→ What to work on
Find every line in the data that contains the word "bool". Return each of those lines.

→ Records shown
--
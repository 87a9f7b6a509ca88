//! Corpus loading and task templating.
//!
//! The loader turns parsed source rows into [`Record`]s: it resolves each
//! task's template once (instruction, template mode), applies it per row,
//! and hands out globally increasing ids across every task it loads.

use indexmap::IndexMap;
use serde_json::{Map, Value};
use tracing::info;

use crate::aggregate::ShardSuffixes;
use crate::config::{CorpusFormat, DatasetConfig};
use crate::constants::fields;
use crate::constants::templating::INSTRUCTION_DELIMITER;
use crate::data::{RawRecord, Record};
use crate::errors::DatasetError;
use crate::prompts::{Instruction, PromptTable, TemplateMode};
use crate::source::{RecordSource, SourceRow};
use crate::types::{FieldName, LineNumber, RecordId, TaskName};

/// Template resolved for one task.
#[derive(Clone, Debug)]
pub struct TaskTemplate<'a> {
    instruction: Option<&'a Instruction>,
    mode: TemplateMode,
    separator: &'a str,
}

impl<'a> TaskTemplate<'a> {
    /// Resolve the template for `task` from the prompt table.
    pub fn resolve(
        task: &str,
        prompts: &'a PromptTable,
        suffixes: &ShardSuffixes,
        separator: &'a str,
    ) -> Self {
        Self {
            instruction: prompts.instruction_for(task, suffixes),
            mode: prompts.template_mode(task),
            separator,
        }
    }

    /// Template mode of this task.
    pub fn mode(&self) -> TemplateMode {
        self.mode
    }

    fn prefix(&self, position: usize) -> String {
        match self.instruction {
            Some(instruction) => format!(
                "{}{INSTRUCTION_DELIMITER}{}",
                instruction.for_position(position),
                self.separator
            ),
            None => self.separator.to_string(),
        }
    }

    /// Apply the template to the row at `position` within its task.
    pub fn apply(&self, position: usize, raw: RawRecord) -> (String, String, Option<String>) {
        let (query, positive, negative) = raw.into_parts();
        let query_prefix = self.prefix(position);
        let text_prefix = match self.mode {
            TemplateMode::Symmetric => query_prefix.clone(),
            TemplateMode::Asymmetric => self.separator.to_string(),
        };
        (
            format!("{query_prefix}{query}"),
            format!("{text_prefix}{positive}"),
            negative.map(|negative| format!("{text_prefix}{negative}")),
        )
    }
}

/// Records of one load plus their per-task id buckets (uncanonicalized).
#[derive(Clone, Debug, Default)]
pub struct LoadedCorpus {
    /// Records in id order.
    pub records: Vec<Record>,
    /// Ids per loaded task name, in load order.
    pub buckets: IndexMap<TaskName, Vec<RecordId>>,
}

/// Turns task sources into templated records with global ids.
#[derive(Clone, Debug)]
pub struct CorpusLoader {
    format: CorpusFormat,
    separator: String,
    prompts: PromptTable,
    suffixes: ShardSuffixes,
    implicit_task: bool,
    next_id: RecordId,
}

impl CorpusLoader {
    /// Create a loader for `format` rows.
    pub fn new(
        format: CorpusFormat,
        separator: impl Into<String>,
        prompts: PromptTable,
        suffixes: ShardSuffixes,
    ) -> Self {
        Self {
            format,
            separator: separator.into(),
            prompts,
            suffixes,
            implicit_task: false,
            next_id: 0,
        }
    }

    /// Create a loader from dataset configuration.
    pub fn from_config(config: &DatasetConfig) -> Self {
        Self::new(
            config.format,
            config.separator.clone(),
            config.prompts.clone(),
            config.shard_suffixes.clone(),
        )
    }

    /// Leave `task_name` unset on loaded records (single implicit task corpora).
    pub fn with_implicit_task(mut self, implicit_task: bool) -> Self {
        self.implicit_task = implicit_task;
        self
    }

    /// Id the next loaded record will receive.
    pub fn next_id(&self) -> RecordId {
        self.next_id
    }

    /// Load every row of `source` as a record of its task.
    pub fn load(&mut self, source: &dyn RecordSource) -> Result<Vec<Record>, DatasetError> {
        let task = source.task();
        info!(task, "[taskbatch:loader] loading task");
        let rows = source.numbered_rows()?;
        let template = TaskTemplate::resolve(task, &self.prompts, &self.suffixes, &self.separator);
        let mut records = Vec::with_capacity(rows.len());
        for (position, (line, row)) in rows.into_iter().enumerate() {
            let raw = raw_record(self.format, task, line, row)?;
            let (query, positive, negative) = template.apply(position, raw);
            records.push(Record {
                id: self.next_id + position,
                query,
                positive,
                negative,
                task_name: (!self.implicit_task).then(|| task.to_string()),
            });
        }
        self.next_id += records.len();
        info!(task, records = records.len(), "[taskbatch:loader] task loaded");
        Ok(records)
    }

    /// Load all `sources` in order. Any failure aborts the whole load.
    pub fn load_all<'s, I>(&mut self, sources: I) -> Result<LoadedCorpus, DatasetError>
    where
        I: IntoIterator<Item = &'s dyn RecordSource>,
    {
        let mut corpus = LoadedCorpus::default();
        for source in sources {
            let records = self.load(source)?;
            let ids = corpus
                .buckets
                .entry(source.task().to_string())
                .or_default();
            ids.extend(records.iter().map(|record| record.id));
            corpus.records.extend(records);
        }
        info!(
            records = corpus.records.len(),
            tasks = corpus.buckets.len(),
            "[taskbatch:loader] corpus loaded"
        );
        Ok(corpus)
    }
}

fn raw_record(
    format: CorpusFormat,
    task: &str,
    line: LineNumber,
    row: SourceRow,
) -> Result<RawRecord, DatasetError> {
    match (format, row) {
        (CorpusFormat::TextLines, SourceRow::Line(text)) => Ok(RawRecord::SelfPaired { text }),
        (CorpusFormat::TextLines, SourceRow::Object(map)) => Ok(RawRecord::SelfPaired {
            text: required(&map, task, line, fields::QUERY)?,
        }),
        (CorpusFormat::Triplet, SourceRow::Object(map)) => Ok(RawRecord::Paired {
            query: required(&map, task, line, fields::QUERY)?,
            positive: required(&map, task, line, fields::POSITIVE)?,
            negative: Some(required(&map, task, line, fields::NEGATIVE)?),
        }),
        (CorpusFormat::Pair, SourceRow::Object(map)) => Ok(RawRecord::Paired {
            query: required(&map, task, line, fields::QUERY)?,
            positive: required(&map, task, line, fields::POSITIVE)?,
            negative: optional(&map, task, line, fields::NEGATIVE)?,
        }),
        (format, SourceRow::Line(_)) => Err(DatasetError::MalformedRecord {
            task: task.to_string(),
            line,
            details: format!("{format:?} corpora require key-value records, found a raw line"),
        }),
    }
}

fn optional(
    map: &Map<String, Value>,
    task: &str,
    line: LineNumber,
    field: FieldName,
) -> Result<Option<String>, DatasetError> {
    match map.get(field) {
        None | Some(Value::Null) => Ok(None),
        Some(Value::String(text)) => Ok(Some(text.clone())),
        Some(other) => Err(DatasetError::MalformedRecord {
            task: task.to_string(),
            line,
            details: format!("field '{field}' must be a string, found {other}"),
        }),
    }
}

fn required(
    map: &Map<String, Value>,
    task: &str,
    line: LineNumber,
    field: FieldName,
) -> Result<String, DatasetError> {
    optional(map, task, line, field)?.ok_or_else(|| DatasetError::MissingField {
        task: task.to_string(),
        line,
        field,
    })
}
--
→ Response area
    implicit_task: bool,
    pub fn with_implicit_task(mut self, implicit_task: bool) -> Self {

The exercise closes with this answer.